=== Prompt ===
Filter the entries below down to the lines that hold "info".

************

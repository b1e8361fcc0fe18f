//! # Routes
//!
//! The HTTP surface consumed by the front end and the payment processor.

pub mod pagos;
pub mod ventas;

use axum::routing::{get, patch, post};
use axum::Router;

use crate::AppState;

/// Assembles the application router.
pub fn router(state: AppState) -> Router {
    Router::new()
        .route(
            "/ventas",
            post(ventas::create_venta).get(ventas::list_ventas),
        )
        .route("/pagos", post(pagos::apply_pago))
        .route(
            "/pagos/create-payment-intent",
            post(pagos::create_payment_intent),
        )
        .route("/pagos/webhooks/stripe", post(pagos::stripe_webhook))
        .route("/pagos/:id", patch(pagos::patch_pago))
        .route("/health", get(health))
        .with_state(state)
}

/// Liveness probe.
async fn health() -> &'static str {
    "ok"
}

************

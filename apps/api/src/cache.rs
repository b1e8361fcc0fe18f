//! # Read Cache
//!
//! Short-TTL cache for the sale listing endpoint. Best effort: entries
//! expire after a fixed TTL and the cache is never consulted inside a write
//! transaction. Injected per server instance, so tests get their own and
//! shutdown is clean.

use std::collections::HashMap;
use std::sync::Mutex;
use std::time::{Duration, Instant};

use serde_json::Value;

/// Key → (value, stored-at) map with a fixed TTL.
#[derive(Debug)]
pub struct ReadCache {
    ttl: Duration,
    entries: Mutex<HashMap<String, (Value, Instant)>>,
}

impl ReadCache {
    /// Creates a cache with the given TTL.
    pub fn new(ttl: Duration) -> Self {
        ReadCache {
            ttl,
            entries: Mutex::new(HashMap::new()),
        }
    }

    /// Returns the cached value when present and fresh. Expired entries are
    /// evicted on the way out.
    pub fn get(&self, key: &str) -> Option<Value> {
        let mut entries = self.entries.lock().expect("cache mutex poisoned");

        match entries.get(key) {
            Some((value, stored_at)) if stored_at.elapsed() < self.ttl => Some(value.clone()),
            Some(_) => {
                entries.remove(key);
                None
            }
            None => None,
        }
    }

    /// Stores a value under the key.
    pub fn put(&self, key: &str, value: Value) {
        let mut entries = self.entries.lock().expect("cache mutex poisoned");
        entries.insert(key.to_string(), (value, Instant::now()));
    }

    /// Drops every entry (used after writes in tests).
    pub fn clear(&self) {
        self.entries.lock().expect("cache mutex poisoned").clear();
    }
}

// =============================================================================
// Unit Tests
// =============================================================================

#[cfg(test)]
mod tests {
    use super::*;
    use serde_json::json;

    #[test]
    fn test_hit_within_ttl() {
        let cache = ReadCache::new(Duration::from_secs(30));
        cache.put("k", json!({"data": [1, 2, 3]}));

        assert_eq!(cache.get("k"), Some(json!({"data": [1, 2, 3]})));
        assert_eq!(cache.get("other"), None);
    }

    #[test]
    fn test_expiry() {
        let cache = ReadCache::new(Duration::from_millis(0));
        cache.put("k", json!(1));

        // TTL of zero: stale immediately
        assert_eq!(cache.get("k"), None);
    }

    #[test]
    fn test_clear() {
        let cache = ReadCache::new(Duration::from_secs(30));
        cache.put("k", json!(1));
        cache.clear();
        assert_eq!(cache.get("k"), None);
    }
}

************

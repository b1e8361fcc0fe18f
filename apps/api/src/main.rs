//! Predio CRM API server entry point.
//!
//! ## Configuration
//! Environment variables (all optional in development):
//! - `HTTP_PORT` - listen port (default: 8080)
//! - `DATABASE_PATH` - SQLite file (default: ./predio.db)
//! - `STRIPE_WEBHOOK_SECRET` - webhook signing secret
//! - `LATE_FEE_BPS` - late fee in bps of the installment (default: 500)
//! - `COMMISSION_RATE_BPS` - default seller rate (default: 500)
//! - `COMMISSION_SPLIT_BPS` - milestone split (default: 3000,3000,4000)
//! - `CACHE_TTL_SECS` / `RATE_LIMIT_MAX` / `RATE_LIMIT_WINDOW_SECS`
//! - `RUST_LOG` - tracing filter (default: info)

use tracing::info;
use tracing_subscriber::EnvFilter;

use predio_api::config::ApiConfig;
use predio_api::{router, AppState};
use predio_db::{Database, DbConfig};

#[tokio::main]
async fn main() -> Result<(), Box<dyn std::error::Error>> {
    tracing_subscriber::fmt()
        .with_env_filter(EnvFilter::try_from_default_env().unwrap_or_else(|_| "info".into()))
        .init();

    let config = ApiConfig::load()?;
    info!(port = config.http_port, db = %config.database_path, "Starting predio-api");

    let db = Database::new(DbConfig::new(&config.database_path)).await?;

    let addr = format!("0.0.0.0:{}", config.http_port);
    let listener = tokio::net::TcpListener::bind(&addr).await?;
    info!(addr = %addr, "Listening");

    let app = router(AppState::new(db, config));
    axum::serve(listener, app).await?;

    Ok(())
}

************

=== Response to this task ===
//! - `RUST_LOG` - tracing filter (default: info)
use tracing::info;
        .with_env_filter(EnvFilter::try_from_default_env().unwrap_or_else(|_| "info".into()))
    info!(port = config.http_port, db = %config.database_path, "Starting predio-api");
    info!(addr = %addr, "Listening");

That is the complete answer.